And so it was that you found yourself in Cedar Rapids the next morning, Henry lying perfectly still beside you in the bed of your small and garish-looking hotel room in South Ridge Drive. The thermostat had gone mad in the middle of the night, and now it was balmy hot. You woke up to sweat and the receding shadows of unrecollected nightmares. “Henry, it’s almost noon,” you said. You were groggy and your breathing was all wrong. “Henry, wake up. Let’s have lunch at that Filipino restaurant you were telling me about.”

You nudged him to make him wake.

But your fingers touched cold, cold skin, and he was very, very still.

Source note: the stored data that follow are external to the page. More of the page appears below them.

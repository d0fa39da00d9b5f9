//! Binary entry point for prompt-builder.
//!
//! Manages the template catalog and renders prompts from the command line.

#![deny(clippy::all)]
#![warn(clippy::pedantic)]
#![warn(missing_docs)]
// Allow print_stderr in main binary for CLI output
#![allow(clippy::print_stderr)]
// Allow needless_pass_by_value for command functions
#![allow(clippy::needless_pass_by_value)]
// Allow multiple crate versions from transitive dependencies
#![allow(clippy::multiple_crate_versions)]

use clap::{Args, Parser, Subcommand};
use prompt_builder::cli::{self, OutputFormat, RenderArgs, TemplateFields};
use prompt_builder::config::AppConfig;
use prompt_builder::observability::{self, LoggingConfig};
use prompt_builder::storage::TemplateStoreFactory;
use prompt_builder::{Result, TemplateCatalog};
use std::io::{self, Write};
use std::path::PathBuf;
use std::process::ExitCode;

/// Environment variable naming a config file.
const CONFIG_PATH_ENV: &str = "PROMPT_BUILDER_CONFIG_PATH";

/// Prompt Builder - assemble LLM prompts from reusable templates.
#[derive(Parser)]
#[command(name = "prompt-builder")]
#[command(author, version, about, long_about = None)]
struct Cli {
    /// Enable verbose output.
    #[arg(short, long, global = true)]
    verbose: bool,

    /// Path to configuration file.
    #[arg(short, long, global = true)]
    config: Option<PathBuf>,

    /// Path to the template catalog file.
    #[arg(short, long, global = true)]
    store: Option<PathBuf>,

    #[command(subcommand)]
    command: Commands,
}

/// Available commands.
#[derive(Subcommand)]
enum Commands {
    /// List templates.
    List {
        /// Output format: table, json.
        #[arg(short, long, default_value = "table")]
        format: String,
    },

    /// Show one template.
    Show {
        /// Template id or name.
        template: String,

        /// Output format: text, json.
        #[arg(short, long, default_value = "text")]
        format: String,
    },

    /// Add a template.
    Add {
        /// Display name.
        #[arg(long)]
        name: String,

        /// Primary instruction.
        #[arg(long)]
        objective: String,

        #[command(flatten)]
        guidance: GuidanceArgs,
    },

    /// Update fields of a template; omitted fields keep their value.
    Update {
        /// Template id or name.
        template: String,

        /// New display name.
        #[arg(long)]
        name: Option<String>,

        /// New primary instruction.
        #[arg(long)]
        objective: Option<String>,

        #[command(flatten)]
        guidance: GuidanceArgs,
    },

    /// Delete a template.
    Delete {
        /// Template id or name.
        template: String,
    },

    /// Render a prompt from a template and notes.
    ///
    /// Notes are read from stdin unless --notes or --notes-file is given.
    Render {
        /// Template id or name.
        template: String,

        /// Notes text.
        #[arg(short, long, conflicts_with = "notes_file")]
        notes: Option<String>,

        /// File containing the notes.
        #[arg(long)]
        notes_file: Option<PathBuf>,

        /// Write the prompt to this file instead of stdout.
        #[arg(short, long)]
        output: Option<PathBuf>,
    },

    /// Replace all templates with the built-in defaults.
    ResetDefaults,
}

/// Optional template field flags shared by `add` and `update`.
#[derive(Args)]
struct GuidanceArgs {
    /// Short description.
    #[arg(long)]
    summary: Option<String>,

    /// Icon token.
    #[arg(long)]
    icon: Option<String>,

    /// Internal note (never rendered).
    #[arg(long)]
    note: Option<String>,

    /// Channel or environment.
    #[arg(long)]
    channel: Option<String>,

    /// Audience.
    #[arg(long)]
    audience: Option<String>,

    /// Tone and style.
    #[arg(long)]
    tone: Option<String>,

    /// Length guidance.
    #[arg(long)]
    length: Option<String>,

    /// Output structure.
    #[arg(long)]
    structure: Option<String>,

    /// Formatting rules.
    #[arg(long)]
    formatting: Option<String>,

    /// Constraints.
    #[arg(long)]
    constraints: Option<String>,

    /// Persona.
    #[arg(long)]
    persona: Option<String>,

    /// Examples.
    #[arg(long)]
    examples: Option<String>,
}

impl GuidanceArgs {
    /// Combines these flags with the name and objective flags.
    fn into_fields(self, name: Option<String>, objective: Option<String>) -> TemplateFields {
        TemplateFields {
            name,
            objective,
            summary: self.summary,
            icon_token: self.icon,
            internal_note: self.note,
            channel: self.channel,
            audience: self.audience,
            tone_and_style: self.tone,
            length_guidance: self.length,
            output_structure: self.structure,
            formatting_rules: self.formatting,
            constraints: self.constraints,
            persona: self.persona,
            examples: self.examples,
        }
    }
}

#[tokio::main]
async fn main() -> ExitCode {
    let cli = Cli::parse();

    let config = match load_config(cli.config.as_deref()) {
        Ok(config) => config,
        Err(e) => {
            eprintln!("Failed to load configuration: {e}");
            return ExitCode::FAILURE;
        },
    };

    let logging = LoggingConfig::from_settings(Some(&config.logging), cli.verbose);
    if let Err(e) = observability::init(logging) {
        eprintln!("Failed to initialize observability: {e}");
        return ExitCode::FAILURE;
    }

    match run_command(cli, config) {
        Ok(()) => ExitCode::SUCCESS,
        Err(e) => {
            eprintln!("Error: {e}");
            ExitCode::FAILURE
        },
    }
}

/// Runs the selected command.
fn run_command(cli: Cli, mut config: AppConfig) -> Result<()> {
    if let Some(store) = cli.store {
        config = config.with_store_path(store);
    }

    let store = TemplateStoreFactory::create(config.store_backend, config.store_path)?;
    let mut catalog = TemplateCatalog::load(store);

    let stdout = io::stdout();
    let mut out = stdout.lock();

    let result = match cli.command {
        Commands::List { format } => cli::cmd_list(&catalog, OutputFormat::parse(&format), &mut out),
        Commands::Show { template, format } => {
            cli::cmd_show(&catalog, &template, OutputFormat::parse(&format), &mut out)
        },
        Commands::Add {
            name,
            objective,
            guidance,
        } => {
            let fields = guidance.into_fields(Some(name), Some(objective));
            cli::cmd_add(&mut catalog, fields, &mut out)
        },
        Commands::Update {
            template,
            name,
            objective,
            guidance,
        } => {
            let fields = guidance.into_fields(name, objective);
            cli::cmd_update(&mut catalog, &template, fields, &mut out)
        },
        Commands::Delete { template } => cli::cmd_delete(&mut catalog, &template, &mut out),
        Commands::Render {
            template,
            notes,
            notes_file,
            output,
        } => {
            let args = RenderArgs {
                reference: template,
                notes,
                notes_file,
                output,
            };
            cli::cmd_render(&catalog, args, &mut io::stdin().lock(), &mut out)
        },
        Commands::ResetDefaults => cli::cmd_reset_defaults(&mut catalog, &mut out),
    };

    result?;
    out.flush()
        .map_err(|e| prompt_builder::Error::operation("flush_stdout", e))
}

/// Loads configuration from `--config`, the environment, or the default
/// location, in that order.
fn load_config(path: Option<&std::path::Path>) -> Result<AppConfig> {
    if let Some(config_path) = path {
        return AppConfig::load_from_file(config_path);
    }

    if let Ok(config_path) = std::env::var(CONFIG_PATH_ENV) {
        if !config_path.trim().is_empty() {
            return AppConfig::load_from_file(std::path::Path::new(&config_path));
        }
    }

    Ok(AppConfig::load_default())
}

#[cfg(test)]
#[allow(clippy::panic)]
mod tests {
    use super::*;

    fn parse(args: &[&str]) -> std::result::Result<Cli, clap::Error> {
        Cli::try_parse_from(std::iter::once("prompt-builder").chain(args.iter().copied()))
    }

    #[test]
    fn test_add_requires_name_and_objective() {
        assert!(parse(&["add"]).is_err());
        assert!(parse(&["add", "--name", "Standup"]).is_err());
        assert!(parse(&["add", "--objective", "Write it."]).is_err());
        assert!(parse(&["add", "--name", "Standup", "--objective", "Write it."]).is_ok());
    }

    #[test]
    fn test_update_flags_are_optional() {
        let cli = parse(&["update", "Standup", "--tone", "Brief."]).unwrap();
        let Commands::Update { name, guidance, .. } = cli.command else {
            panic!("expected update");
        };
        assert!(name.is_none());

        let fields = guidance.into_fields(name, None);
        assert_eq!(fields.tone_and_style.as_deref(), Some("Brief."));
        assert!(fields.objective.is_none());
    }
}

“So, is Henry dead then? How did that happen?” The questions come to you quick like bullets, and you turn towards the direction of the inquiring voice. It is the girl. You will find out later on that her name is Yvette, and what you remember most about her is her strawberry blonde hair cut into a bob. On good days, she can probably pass off as beautiful—but there is a blandness to her that fuzzes out the details of her face. Does she have blue eyes, for example, or are they olive green? Is her nose stubby or thin? Everything else about her will register to you later in hazy recollection, in that kind of surprising recall that effortless after-thought brings: the way she wears her daisy dukes, for example. This is what you remember most next about her. This and her strawberry hair. Yvette wears her daisy dukes in great discomfort, much too aware perhaps that she is showing too much skin. She does not seem like the type to show skin.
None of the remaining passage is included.